The Worst Person in the World is the coming-of-age film for our times
Exclusive: The director and star of the Oscar-nominated film share what the film can tell you about your 20s, and why it's OK to not have it all figured out.
Your 20s are the decade of the unknown – a period of trial and error in self-discovery, attempted navigation of a career, of toying with love. It’s a time where life’s big questions come into the forefront, but the answers are often vague and indistinguishable. Do you choose the path less trodden, or that paved by societal pressure and expectation?
The Worst Person in the World, a film by prolific Norwegian director Joachim Trier, takes those timely anxieties and churns out a relatable response.
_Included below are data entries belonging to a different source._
use std::any::Any;
use std::fmt::{Display, Formatter};

use crate::images::TypedImage;
use crate::pixels::{Element, PixelType};
use crate::{Access, AccessError, Extent, ImageView, ImageViewMut, IndexExpr};

/// Image with type of pixels selected at runtime.
#[derive(Debug, Clone, PartialEq)]
pub enum DynamicImage {
    U8(TypedImage<'static, u8>),
    U16(TypedImage<'static, u16>),
    U32(TypedImage<'static, u32>),
    F32(TypedImage<'static, f32>),
    F64(TypedImage<'static, f64>),
}

/// One pixel value of [DynamicImage].
#[derive(Debug, Clone, Copy, PartialEq)]
pub enum PixelValue {
    U8(u8),
    U16(u16),
    U32(u32),
    F32(f32),
    F64(f64),
}

/// Result of reading [DynamicImage] through an index expression.
#[derive(Debug, Clone, PartialEq)]
pub enum DynamicAccess {
    Scalar(PixelValue),
    View(DynamicImage),
}

macro_rules! dispatch {
    ($image:expr, $typed:ident => $body:expr) => {
        match $image {
            DynamicImage::U8($typed) => $body,
            DynamicImage::U16($typed) => $body,
            DynamicImage::U32($typed) => $body,
            DynamicImage::F32($typed) => $body,
            DynamicImage::F64($typed) => $body,
        }
    };
}

macro_rules! typed_conversions {
    ($type:ty, $variant:ident) => {
        impl From<TypedImage<'static, $type>> for DynamicImage {
            fn from(image: TypedImage<'static, $type>) -> Self {
                Self::$variant(image)
            }
        }

        impl From<$type> for PixelValue {
            fn from(value: $type) -> Self {
                Self::$variant(value)
            }
        }
    };
}

typed_conversions!(u8, U8);
typed_conversions!(u16, U16);
typed_conversions!(u32, U32);
typed_conversions!(f32, F32);
typed_conversions!(f64, F64);

impl PixelValue {
    pub fn pixel_type(&self) -> PixelType {
        match self {
            Self::U8(_) => PixelType::U8,
            Self::U16(_) => PixelType::U16,
            Self::U32(_) => PixelType::U32,
            Self::F32(_) => PixelType::F32,
            Self::F64(_) => PixelType::F64,
        }
    }

    pub fn to_f64(self) -> f64 {
        match self {
            Self::U8(v) => v.to_f64(),
            Self::U16(v) => v.to_f64(),
            Self::U32(v) => v.to_f64(),
            Self::F32(v) => v.to_f64(),
            Self::F64(v) => v,
        }
    }
}

impl Display for PixelValue {
    fn fmt(&self, f: &mut Formatter<'_>) -> std::fmt::Result {
        match self {
            Self::U8(v) => write!(f, "{v}"),
            Self::U16(v) => write!(f, "{v}"),
            Self::U32(v) => write!(f, "{v}"),
            Self::F32(v) => write!(f, "{v}"),
            Self::F64(v) => write!(f, "{v}"),
        }
    }
}

impl Default for DynamicImage {
    /// Empty image with pixels of [PixelType::F32].
    fn default() -> Self {
        Self::new(Extent::default(), PixelType::default())
    }
}

impl DynamicImage {
    /// Create an image filled by zeros.
    pub fn new(extent: Extent, pixel_type: PixelType) -> Self {
        match pixel_type {
            PixelType::U8 => Self::U8(TypedImage::new(extent)),
            PixelType::U16 => Self::U16(TypedImage::new(extent)),
            PixelType::U32 => Self::U32(TypedImage::new(extent)),
            PixelType::F32 => Self::F32(TypedImage::new(extent)),
            PixelType::F64 => Self::F64(TypedImage::new(extent)),
        }
    }

    pub fn pixel_type(&self) -> PixelType {
        match self {
            Self::U8(_) => PixelType::U8,
            Self::U16(_) => PixelType::U16,
            Self::U32(_) => PixelType::U32,
            Self::F32(_) => PixelType::F32,
            Self::F64(_) => PixelType::F64,
        }
    }

    pub fn extent(&self) -> Extent {
        dispatch!(self, image => image.extent())
    }

    pub fn size(&self) -> usize {
        self.extent().size()
    }

    pub fn is_empty(&self) -> bool {
        self.extent().is_empty()
    }

    /// Returns the typed image if type of its pixels is `P`.
    pub fn typed_image<P: Element>(&self) -> Option<&TypedImage<'static, P>> {
        dispatch!(self, image => (image as &dyn Any).downcast_ref())
    }

    pub fn typed_image_mut<P: Element>(&mut self) -> Option<&mut TypedImage<'static, P>> {
        dispatch!(self, image => (image as &mut dyn Any).downcast_mut())
    }

    /// Reads one value or copies the selected part of the image.
    pub fn read(&self, expr: impl Into<IndexExpr>) -> Result<DynamicAccess, AccessError> {
        let expr = expr.into();
        dispatch!(self, image => Ok(match image.read(expr)? {
            Access::Scalar(v) => DynamicAccess::Scalar(v.into()),
            Access::View(view) => DynamicAccess::View(view.into()),
        }))
    }

    /// Stores the value, converted into the type of pixels,
    /// into the selected part of the image.
    pub fn write_scalar(
        &mut self,
        expr: impl Into<IndexExpr>,
        value: f64,
    ) -> Result<(), AccessError> {
        let expr = expr.into();
        dispatch!(self, image => write_f64(image, expr, value))
    }

    pub fn fill(&mut self, value: f64) {
        dispatch!(self, image => image.fill(Element::from_f64(value)))
    }

    pub fn min_max(&self) -> Option<(f64, f64)> {
        dispatch!(self, image => image.min_max().map(|(min, max)| (min.to_f64(), max.to_f64())))
    }

    /// Returns copy of the image with pixels of another type.
    pub fn convert(&self, pixel_type: PixelType) -> Self {
        let values: Vec<f64> = dispatch!(self, image => {
            image.pixels().iter().map(|v| v.to_f64()).collect()
        });
        let extent = self.extent();
        match pixel_type {
            PixelType::U8 => Self::U8(from_f64_values(extent, &values)),
            PixelType::U16 => Self::U16(from_f64_values(extent, &values)),
            PixelType::U32 => Self::U32(from_f64_values(extent, &values)),
            PixelType::F32 => Self::F32(from_f64_values(extent, &values)),
            PixelType::F64 => Self::F64(from_f64_values(extent, &values)),
        }
    }
}

fn write_f64<P: Element>(
    image: &mut TypedImage<'static, P>,
    expr: IndexExpr,
    value: f64,
) -> Result<(), AccessError> {
    image.write(expr, P::from_f64(value))
}

fn from_f64_values<P: Element>(extent: Extent, values: &[f64]) -> TypedImage<'static, P> {
    let pixels = values.iter().map(|&v| P::from_f64(v)).collect();
    TypedImage::from_vec_unchecked(extent, pixels)
}

impl Display for DynamicImage {
    fn fmt(&self, f: &mut Formatter<'_>) -> std::fmt::Result {
        dispatch!(self, image => Display::fmt(image, f))
    }
}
It’s a gritty, personable film that boldly confirms: “It’s OK to not know where you’re going.”
The film follows Julie (played by Renate Reinsve), a charming young woman who lives in Oslo and ventures into her 20s armed with the arrogance of intelligence and youthful beauty. Quickly finding herself disenchanted with the expectations of adulthood, she drops out of medical school and works in a bookshop.
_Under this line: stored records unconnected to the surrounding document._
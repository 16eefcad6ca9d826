use std::fmt::{Debug, Display, Formatter};

use crate::images::BufferContainer;
use crate::pixels::Element;
use crate::{
    ArrayDimsError, ArrayError, Extent, ImageBufferError, ImageView, ImageViewMut, MAX_AXES,
};

/// Generic reference to image data that provides [ImageView].
#[derive(Debug, Clone, Copy)]
pub struct TypedImageRef<'a, P> {
    extent: Extent,
    pixels: &'a [P],
}

impl<'a, P: Element> TypedImageRef<'a, P> {
    pub fn new(extent: Extent, pixels: &'a [P]) -> Result<Self, ImageBufferError> {
        let pixels = pixels
            .get(..pixels_count(extent)?)
            .ok_or(ImageBufferError::InvalidBufferSize)?;
        Ok(Self { extent, pixels })
    }

    pub fn from_buffer(extent: Extent, buffer: &'a [u8]) -> Result<Self, ImageBufferError> {
        let size = bytes_count::<P>(extent)?;
        let buffer = buffer
            .get(..size)
            .ok_or(ImageBufferError::InvalidBufferSize)?;
        let pixels = align_buffer_to(buffer)?;
        Self::new(extent, pixels)
    }

    pub fn pixels(&self) -> &[P] {
        self.pixels
    }
}

impl<'a, P: Element> ImageView for TypedImageRef<'a, P> {
    type Pixel = P;

    fn extent(&self) -> Extent {
        self.extent
    }

    fn get_pixel(&self, x: usize, y: usize, z: usize, c: usize) -> Option<P> {
        if !self.extent.contains(x, y, z, c) {
            return None;
        }
        self.pixels.get(self.extent.offset(x, y, z, c)).copied()
    }

    fn iter_pixels(&self) -> impl Iterator<Item = P> + '_ {
        self.pixels.iter().copied()
    }
}

/// Generic image container that provides [ImageView] and [ImageViewMut].
///
/// Pixels are stored in one buffer, `x` is the fastest-varying axis
/// and `c` (spectrum) the slowest one.
#[derive(Debug)]
pub struct TypedImage<'a, P: Element> {
    extent: Extent,
    pixels: BufferContainer<'a, P>,
}

impl<P: Element> TypedImage<'static, P> {
    /// Create an image filled by zeros.
    ///
    /// Panics if the number of values overflows `usize`.
    pub fn new(extent: Extent) -> Self {
        Self {
            extent,
            pixels: BufferContainer::Owned(vec![P::zero(); extent.size()]),
        }
    }

    /// Create an image without pixels, all its sizes are zero.
    pub fn empty() -> Self {
        Self::new(Extent::default())
    }

    /// Create an image from sizes given in the order `x, y, z, c`.
    ///
    /// Missing sizes are equal to 1, zero sizes are replaced by 1.
    pub fn with_size(sizes: &[usize]) -> Result<Self, ArrayDimsError> {
        if sizes.len() > MAX_AXES {
            return Err(ArrayDimsError(sizes.len()));
        }
        let mut shape = [1; MAX_AXES];
        for (i, &size) in sizes.iter().enumerate() {
            shape[MAX_AXES - 1 - i] = size.max(1);
        }
        Ok(Self::new(Extent::from_shape(shape)))
    }

    pub fn from_pixels(extent: Extent, mut pixels: Vec<P>) -> Result<Self, ImageBufferError> {
        let size = pixels_count(extent)?;
        if pixels.len() < size {
            return Err(ImageBufferError::InvalidBufferSize);
        }
        pixels.truncate(size);
        Ok(Self::from_vec_unchecked(extent, pixels))
    }

    /// Create an image from an array with row-major `shape`
    /// (the slowest-varying axis is first).
    ///
    /// An array with less than 4 dimensions fills the fastest axes:
    /// shape `[3, 4]` gives an image with width 4 and height 3.
    ///
    /// Number of pixels must be equal to the product of `shape`.
    pub fn from_array(shape: &[usize], pixels: Vec<P>) -> Result<Self, ArrayError> {
        let extent = array_extent(shape, pixels.len())?;
        Ok(Self::from_vec_unchecked(extent, pixels))
    }

    pub(crate) fn from_vec_unchecked(extent: Extent, pixels: Vec<P>) -> Self {
        debug_assert_eq!(pixels.len(), extent.size());
        Self {
            extent,
            pixels: BufferContainer::Owned(pixels),
        }
    }
}

impl<'a, P: Element> TypedImage<'a, P> {
    pub fn from_pixels_slice(extent: Extent, pixels: &'a mut [P]) -> Result<Self, ImageBufferError> {
        let pixels = pixels
            .get_mut(..pixels_count(extent)?)
            .ok_or(ImageBufferError::InvalidBufferSize)?;
        Ok(Self {
            extent,
            pixels: BufferContainer::Borrowed(pixels),
        })
    }

    pub fn from_buffer(extent: Extent, buffer: &'a mut [u8]) -> Result<Self, ImageBufferError> {
        let size = bytes_count::<P>(extent)?;
        if buffer.len() < size {
            return Err(ImageBufferError::InvalidBufferSize);
        }
        let pixels = align_buffer_to_mut(&mut buffer[..size])?;
        Self::from_pixels_slice(extent, pixels)
    }

    #[inline]
    pub fn extent(&self) -> Extent {
        self.extent
    }

    /// Sizes in the order `[spectrum, depth, height, width]`.
    #[inline]
    pub fn shape(&self) -> [usize; MAX_AXES] {
        self.extent.shape()
    }

    /// Total number of values in the image.
    #[inline]
    pub fn size(&self) -> usize {
        self.extent.size()
    }

    #[inline]
    pub fn is_empty(&self) -> bool {
        self.extent.is_empty()
    }

    pub fn pixels(&self) -> &[P] {
        self.pixels.borrow()
    }

    pub fn pixels_mut(&mut self) -> &mut [P] {
        self.pixels.borrow_mut()
    }

    pub fn into_vec(self) -> Vec<P> {
        self.pixels.into_vec()
    }

    /// Returns a reference to the same pixels.
    pub fn as_image_ref(&self) -> TypedImageRef<'_, P> {
        TypedImageRef {
            extent: self.extent,
            pixels: self.pixels.borrow(),
        }
    }

    pub fn fill(&mut self, value: P) {
        self.pixels_mut().fill(value);
    }

    /// Returns minimal and maximal values or `None` for an empty image.
    pub fn min_max(&self) -> Option<(P, P)> {
        let mut iter = self.pixels().iter().copied();
        let first = iter.next()?;
        Some(iter.fold((first, first), |(min, max), v| {
            (
                if v < min { v } else { min },
                if v > max { v } else { max },
            )
        }))
    }
}

impl<'a, P: Element> Clone for TypedImage<'a, P> {
    fn clone(&self) -> Self {
        Self {
            extent: self.extent,
            pixels: BufferContainer::Owned(self.pixels.as_vec()),
        }
    }
}

impl<'a, 'b, P: Element> PartialEq<TypedImage<'b, P>> for TypedImage<'a, P> {
    fn eq(&self, other: &TypedImage<'b, P>) -> bool {
        self.extent == other.extent && self.pixels() == other.pixels()
    }
}

impl<'a, P: Element> ImageView for TypedImage<'a, P> {
    type Pixel = P;

    fn extent(&self) -> Extent {
        self.extent
    }

    fn get_pixel(&self, x: usize, y: usize, z: usize, c: usize) -> Option<P> {
        if !self.extent.contains(x, y, z, c) {
            return None;
        }
        self.pixels().get(self.extent.offset(x, y, z, c)).copied()
    }

    fn iter_pixels(&self) -> impl Iterator<Item = P> + '_ {
        self.pixels().iter().copied()
    }
}

impl<'a, P: Element> ImageViewMut for TypedImage<'a, P> {
    fn set_pixel(&mut self, x: usize, y: usize, z: usize, c: usize, value: P) -> bool {
        if !self.extent.contains(x, y, z, c) {
            return false;
        }
        let offset = self.extent.offset(x, y, z, c);
        match self.pixels_mut().get_mut(offset) {
            Some(pixel) => {
                *pixel = value;
                true
            }
            None => false,
        }
    }
}

impl<'a, P: Element> Display for TypedImage<'a, P> {
    fn fmt(&self, f: &mut Formatter<'_>) -> std::fmt::Result {
        writeln!(f, "height:   {:5}", self.extent.height)?;
        writeln!(f, "width:    {:5}", self.extent.width)?;
        writeln!(f, "depth:    {:5}", self.extent.depth)?;
        writeln!(f, "spectrum: {:5}", self.extent.spectrum)?;
        writeln!(f, "data:    ")?;
        if self.is_empty() {
            return f.write_str("None");
        }
        let values: Vec<String> = self.pixels().iter().map(|v| v.to_string()).collect();
        let width = values.iter().map(|v| v.len()).max().unwrap_or(0);
        write_nested(f, &values, &self.shape(), 0, width)
    }
}

/// Writes values as nested lists, like NumPy prints arrays.
fn write_nested(
    f: &mut Formatter<'_>,
    values: &[String],
    shape: &[usize],
    level: usize,
    width: usize,
) -> std::fmt::Result {
    f.write_str("[")?;
    match shape {
        [] => {}
        [_] => {
            for (i, v) in values.iter().enumerate() {
                if i > 0 {
                    f.write_str(" ")?;
                }
                write!(f, "{v:>width$}")?;
            }
        }
        [count, rest @ ..] => {
            let chunk = rest.iter().product::<usize>();
            let separator = "\n".repeat(rest.len());
            for (i, part) in values.chunks(chunk.max(1)).take(*count).enumerate() {
                if i > 0 {
                    write!(f, "{separator}{:indent$}", "", indent = level + 1)?;
                }
                write_nested(f, part, rest, level + 1, width)?;
            }
        }
    }
    f.write_str("]")
}

fn pixels_count(extent: Extent) -> Result<usize, ImageBufferError> {
    extent
        .checked_size()
        .ok_or(ImageBufferError::InvalidBufferSize)
}

fn bytes_count<P: Element>(extent: Extent) -> Result<usize, ImageBufferError> {
    pixels_count(extent)?
        .checked_mul(P::size())
        .ok_or(ImageBufferError::InvalidBufferSize)
}

/// Extent of an array with row-major `shape` and `len` values.
///
/// Shape with less than 4 dimensions is padded by ones from the left.
pub(crate) fn array_extent(shape: &[usize], len: usize) -> Result<Extent, ArrayError> {
    if shape.len() > MAX_AXES {
        return Err(ArrayDimsError(shape.len()).into());
    }
    let mut padded = [1; MAX_AXES];
    padded[MAX_AXES - shape.len()..].copy_from_slice(shape);
    let extent = Extent::from_shape(padded);
    let expected = pixels_count(extent)?;
    if len != expected {
        return Err(ArrayError::InvalidLength {
            expected,
            actual: len,
        });
    }
    Ok(extent)
}

pub(crate) fn align_buffer_to<T: Element>(buffer: &[u8]) -> Result<&[T], ImageBufferError> {
    bytemuck::try_cast_slice(buffer).map_err(buffer_error)
}

pub(crate) fn align_buffer_to_mut<T: Element>(
    buffer: &mut [u8],
) -> Result<&mut [T], ImageBufferError> {
    bytemuck::try_cast_slice_mut(buffer).map_err(buffer_error)
}

fn buffer_error(err: bytemuck::PodCastError) -> ImageBufferError {
    match err {
        bytemuck::PodCastError::TargetAlignmentGreaterAndInputNotAligned
        | bytemuck::PodCastError::AlignmentMismatch => ImageBufferError::InvalidBufferAlignment,
        _ => ImageBufferError::InvalidBufferSize,
    }
}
Soon, Julie falls in love with a respected, successful professor named Aksel who she begins to create a life with – only to have everything disrupted when she gatecrashes a wedding and meets Eivind, a barista.
At its core the film is a love-letter to being in your 20s, a celebration of those tumultuous years and of venturing unashamedly into the unknown. And so it seems fitting to kick things off by asking Trier (46) and Reinsve (34) about their own experience of that period in their lives when we first sit down to discuss their Oscar-nominated movie.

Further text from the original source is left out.